- **WHAT THE TASK REQUIRES**
Filter the listing so that only lines with the word "this" remain.

- **RECORDS SHOWN**
--- --- ---

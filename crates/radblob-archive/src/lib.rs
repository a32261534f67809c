//! ZIP archive backend for radblob.
//!
//! [`ArchiveBlobManager`] stores each blob as one deflate-compressed ZIP entry
//! named by its ID. The archive can live in a caller-supplied buffer (read
//! only), a heap buffer (write), a file, or a window of an already-open file.
//!
//! # Architecture
//!
//! - **ArchiveWindow**: byte window over a file so an archive can sit inside a
//!   larger container
//! - **ArchiveStorage**: heap buffer or file window the ZIP codec reads and
//!   writes; **SharedStorage** lets the writer and the manager hold it at once
//! - **central**: first-wins name index read from the raw central directory,
//!   and entry reads by local header offset
//! - **ArchiveBlobManager**: the reader/writer state machine; reads during a
//!   write session go by offset, and the central directory is written once,
//!   at deinit

pub mod archive;
pub mod central;
pub mod config;
pub mod storage;
pub mod window;

pub use archive::{ArchiveBlobManager, ArchiveOrigin};
pub use central::{CentralEntry, CentralIndex};
pub use config::ArchiveConfig;
pub use storage::{codec_error, ArchiveStorage, SharedStorage};
pub use window::ArchiveWindow;

#[cfg(test)]
mod tests {
    use super::*;
    use proptest::prelude::*;
    use radblob_store::{
        compute_id, BlobError, BlobFlags, BlobManager, LooseFileBlobManager, MemoryBlobManager,
        MultiBlobManager,
    };

    fn memory() -> MemoryBlobManager {
        let mut mgr = MemoryBlobManager::new();
        mgr.init(BlobFlags::READ_WRITE).unwrap();
        mgr
    }

    fn loose(dir: &std::path::Path) -> LooseFileBlobManager {
        let mut mgr = LooseFileBlobManager::new();
        mgr.init(BlobFlags::READ_WRITE, dir).unwrap();
        mgr
    }

    fn heap() -> ArchiveBlobManager {
        let mut mgr = ArchiveBlobManager::new();
        mgr.init_heap(BlobFlags::READ_WRITE).unwrap();
        mgr
    }

    // -----------------------------------------------------------------------
    // Contract shared by every backend
    // -----------------------------------------------------------------------

    #[test]
    fn every_backend_round_trips() {
        let tmp = tempfile::tempdir().unwrap();
        let mut file_archive = ArchiveBlobManager::new();
        file_archive
            .init_file(BlobFlags::READ_WRITE, tmp.path().join("a.zip"), 0, 0)
            .unwrap();

        let mut backends: Vec<Box<dyn BlobManager>> = vec![
            Box::new(memory()),
            Box::new(loose(&tmp.path().join("loose"))),
            Box::new(heap()),
            Box::new(file_archive),
        ];

        let payload = b"the same bytes everywhere".as_slice();
        let expected_id = compute_id(payload, "", "", None).unwrap();
        for backend in backends.iter_mut() {
            let id = backend.add_buf_using_id(payload, "").unwrap();
            assert_eq!(id, expected_id, "{}", backend.kind());
            assert_eq!(backend.get(&id).unwrap(), payload, "{}", backend.kind());
            assert_eq!(backend.get_size(&id), payload.len() as u64);
            assert_eq!(backend.enumerate(), vec![id.clone()]);
            assert_eq!(backend.add_buf_using_id(payload, "").unwrap(), id);
            assert_eq!(backend.enumerate().len(), 1);
        }
    }

    #[test]
    fn write_to_read_only_is_denied_everywhere() {
        let tmp = tempfile::tempdir().unwrap();

        let mut mem = MemoryBlobManager::new();
        mem.init(BlobFlags::READABLE).unwrap();
        let mut dir = LooseFileBlobManager::new();
        dir.init(BlobFlags::READABLE, tmp.path()).unwrap();
        let mut archive = ArchiveBlobManager::new();
        archive
            .init_memory(BlobFlags::READABLE, {
                let mut writer = ArchiveBlobManager::new();
                writer.init_heap(BlobFlags::WRITABLE).unwrap();
                writer.deinit_heap().unwrap()
            })
            .unwrap();

        let backends: [&mut dyn BlobManager; 3] = [&mut mem, &mut dir, &mut archive];
        for backend in backends {
            let err = backend.add_buf_using_id(b"nope", "").unwrap_err();
            assert!(matches!(err, BlobError::CapabilityDenied { .. }), "{}", backend.kind());
            assert!(backend.enumerate().is_empty());
        }
    }

    // -----------------------------------------------------------------------
    // Cross-backend populate
    // -----------------------------------------------------------------------

    #[test]
    fn pack_and_unpack_loose_directory() {
        let tmp = tempfile::tempdir().unwrap();
        let mut source = loose(&tmp.path().join("src"));
        let ids: Vec<String> = ["one", "two", "three"]
            .iter()
            .map(|s| source.add_buf_using_id(s.as_bytes(), "").unwrap())
            .collect();

        let archive_path = tmp.path().join("packed.zip");
        let mut packed = ArchiveBlobManager::new();
        packed
            .init_file(BlobFlags::WRITABLE, &archive_path, 0, 0)
            .unwrap();
        packed.populate(&source).unwrap();
        packed.deinit().unwrap();

        let mut archive = ArchiveBlobManager::new();
        archive
            .init_file(BlobFlags::READABLE, &archive_path, 0, 0)
            .unwrap();
        let mut restored = loose(&tmp.path().join("dst"));
        restored.populate(&archive).unwrap();

        assert_eq!(restored.enumerate(), source.enumerate());
        for id in &ids {
            assert_eq!(restored.get(id).unwrap(), source.get(id).unwrap());
        }
    }

    #[test]
    fn copy_file_between_archive_and_memory() {
        let mut archive = heap();
        let id = archive.add_buf_using_id(b"copy me", "").unwrap();
        let mut mem = memory();
        mem.copy_file(&archive, &id, "copied").unwrap();
        assert_eq!(mem.get("copied").unwrap(), b"copy me");
    }

    // -----------------------------------------------------------------------
    // Multi manager over mixed backends
    // -----------------------------------------------------------------------

    #[test]
    fn multi_precedence_across_backends() {
        let tmp = tempfile::tempdir().unwrap();
        let mut archive = heap();
        archive.add_buf_using_id(b"from archive", "x").unwrap();
        archive.add_buf_using_id(b"only archive", "a").unwrap();
        let mut dir = loose(tmp.path());
        dir.add_buf_using_id(b"from dir", "x").unwrap();
        dir.add_buf_using_id(b"only dir", "d").unwrap();

        let mut multi = MultiBlobManager::new();
        multi.init(BlobFlags::READABLE).unwrap();
        multi.add_blob_manager(&archive).unwrap();
        multi.add_blob_manager(&dir).unwrap();

        assert_eq!(multi.get("x").unwrap(), b"from archive");
        assert_eq!(multi.get("d").unwrap(), b"only dir");
        assert_eq!(multi.enumerate(), vec!["a", "d", "x"]);

        let stream = multi.open("d").unwrap().unwrap();
        assert_eq!(stream.origin(), Some(1));
        multi.close(stream);

        assert!(multi.remove_blob_manager(&archive));
        assert_eq!(multi.get("x").unwrap(), b"from dir");
    }

    #[test]
    fn multi_populates_writable_archive() {
        let a = {
            let mut m = memory();
            m.add_buf_using_id(b"1", "a").unwrap();
            m
        };
        let b = {
            let mut m = memory();
            m.add_buf_using_id(b"2", "b").unwrap();
            m.add_buf_using_id(b"3", "a").unwrap();
            m
        };
        let mut multi = MultiBlobManager::new();
        multi.init(BlobFlags::READABLE).unwrap();
        multi.add_blob_manager(&a).unwrap();
        multi.add_blob_manager(&b).unwrap();

        let mut out = heap();
        out.populate(&multi).unwrap();
        assert_eq!(out.enumerate(), vec!["a", "b"]);
        assert_eq!(out.get("a").unwrap(), b"1");
    }

    proptest! {
        #![proptest_config(ProptestConfig::with_cases(32))]

        #[test]
        fn archive_round_trips_any_blob(data in proptest::collection::vec(any::<u8>(), 0..4096)) {
            let mut writer = ArchiveBlobManager::new();
            writer.init_heap(BlobFlags::WRITABLE).unwrap();
            let id = writer.add_buf_using_id(&data, "").unwrap();
            let bytes = writer.deinit_heap().unwrap();

            let mut reader = ArchiveBlobManager::new();
            reader.init_memory(BlobFlags::READABLE, bytes).unwrap();
            prop_assert_eq!(reader.get(&id).unwrap(), data);
        }

        #[test]
        fn multi_enumerate_is_sorted_union(
            left in proptest::collection::btree_set("[a-f]{1,3}", 0..8),
            right in proptest::collection::btree_set("[a-f]{1,3}", 0..8),
        ) {
            let mut a = memory();
            for id in &left {
                a.add_buf_using_id(id.as_bytes(), id).unwrap();
            }
            let mut b = memory();
            for id in &right {
                b.add_buf_using_id(id.as_bytes(), id).unwrap();
            }
            let mut multi = MultiBlobManager::new();
            multi.init(BlobFlags::READABLE).unwrap();
            multi.add_blob_manager(&a).unwrap();
            multi.add_blob_manager(&b).unwrap();

            let expected: Vec<String> = left.union(&right).cloned().collect();
            prop_assert_eq!(multi.enumerate(), expected);
        }
    }
}
use std::fmt;

use crate::config::DEFAULT_MAX_BLOB_SIZE;
use crate::error::BlobResult;
use crate::flags::BlobFlags;
use crate::ops;
use crate::stream::{BlobSource, BlobStream};

/// Which backend a manager is.
#[derive(Clone, Copy, Debug, PartialEq, Eq, Hash)]
pub enum ManagerKind {
    Null,
    Memory,
    LooseFile,
    Archive,
    Multi,
}

impl fmt::Display for ManagerKind {
    fn fmt(&self, f: &mut fmt::Formatter<'_>) -> fmt::Result {
        match self {
            Self::Null => write!(f, "null"),
            Self::Memory => write!(f, "memory"),
            Self::LooseFile => write!(f, "loose-file"),
            Self::Archive => write!(f, "archive"),
            Self::Multi => write!(f, "multi"),
        }
    }
}

/// Content-addressed blob manager.
///
/// Backends implement the primitives (`add_buf_using_id`, `open`,
/// `does_exist`, `get_size`, `enumerate`, `deinit`); the template algorithms
/// (`get`, `populate`, `copy_file` and the stream/compute-ID add helpers) are
/// provided on top of them and live in [`crate::ops`].
///
/// Lifecycle: construct, `init` (backend-specific, fixes the flags), any
/// number of operations, `deinit`. `deinit` is idempotent, runs again on drop,
/// and leaves the manager ready for another `init`.
///
/// No backend locks internally for writes: adds take `&mut self`, so a
/// manager cannot be mutated while any stream it handed out is still alive.
pub trait BlobManager: Send + Sync {
    /// The backend kind.
    fn kind(&self) -> ManagerKind;

    /// Flags fixed at `init`; [`BlobFlags::NONE`] when not initialized.
    fn flags(&self) -> BlobFlags;

    fn is_initialized(&self) -> bool;

    fn is_readable(&self) -> bool {
        self.is_initialized() && self.flags().is_readable()
    }

    fn is_writable(&self) -> bool {
        self.is_initialized() && self.flags().is_writable()
    }

    fn is_read_only(&self) -> bool {
        self.is_initialized() && self.flags().is_read_only()
    }

    fn is_write_only(&self) -> bool {
        self.is_initialized() && self.flags().is_write_only()
    }

    /// Largest blob the add paths accept.
    fn max_blob_size(&self) -> u64 {
        DEFAULT_MAX_BLOB_SIZE
    }

    /// Release every resource and return to the uninitialized state.
    ///
    /// Resources are released even when an error is reported.
    fn deinit(&mut self) -> BlobResult<()>;

    /// Store `data` under `id`, or under its computed content ID when `id` is
    /// empty. Returns the ID the blob is reachable under.
    fn add_buf_using_id(&mut self, data: &[u8], id: &str) -> BlobResult<String>;

    /// Open a blob for reading. `Ok(None)` means no such blob.
    fn open(&self, id: &str) -> BlobResult<Option<BlobStream<'_>>>;

    /// Release a stream returned by [`BlobManager::open`]. Dropping the stream
    /// is equivalent.
    fn close(&self, stream: BlobStream<'_>) {
        drop(stream);
    }

    fn does_exist(&self, id: &str) -> bool;

    /// Size of a blob in bytes, `0` if it does not exist.
    fn get_size(&self, id: &str) -> u64;

    /// Every ID in the manager, sorted and unique.
    fn enumerate(&self) -> Vec<String>;

    /// Read a whole blob into memory.
    fn get(&self, id: &str) -> BlobResult<Vec<u8>> {
        ops::get(self, id)
    }

    fn add_buf_compute_unique_id(
        &mut self,
        data: &[u8],
        prefix: &str,
        ext: &str,
        precomputed_crc: Option<u64>,
    ) -> BlobResult<String> {
        ops::add_buf_compute_unique_id(self, data, prefix, ext, precomputed_crc)
    }

    fn add_stream_using_id(&mut self, stream: &mut dyn BlobSource, id: &str) -> BlobResult<String> {
        ops::add_stream_using_id(self, stream, id)
    }

    fn add_stream_compute_unique_id(
        &mut self,
        stream: &mut dyn BlobSource,
        prefix: &str,
        ext: &str,
        precomputed_crc: Option<u64>,
    ) -> BlobResult<String> {
        ops::add_stream_compute_unique_id(self, stream, prefix, ext, precomputed_crc)
    }

    /// Copy every blob of `other` into this manager under the same IDs.
    fn populate(&mut self, other: &dyn BlobManager) -> BlobResult<()> {
        ops::populate(self, other)
    }

    /// Copy `src_id` from `src` into this manager as `dst_id`.
    fn copy_file(&mut self, src: &dyn BlobManager, src_id: &str, dst_id: &str) -> BlobResult<String> {
        ops::copy_file(self, src, src_id, dst_id)
    }
}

--- --- ---

- **WRITTEN SOLUTION**
    /// Copy every blob of `other` into this manager under the same IDs.
    /// Copy `src_id` from `src` into this manager as `dst_id`.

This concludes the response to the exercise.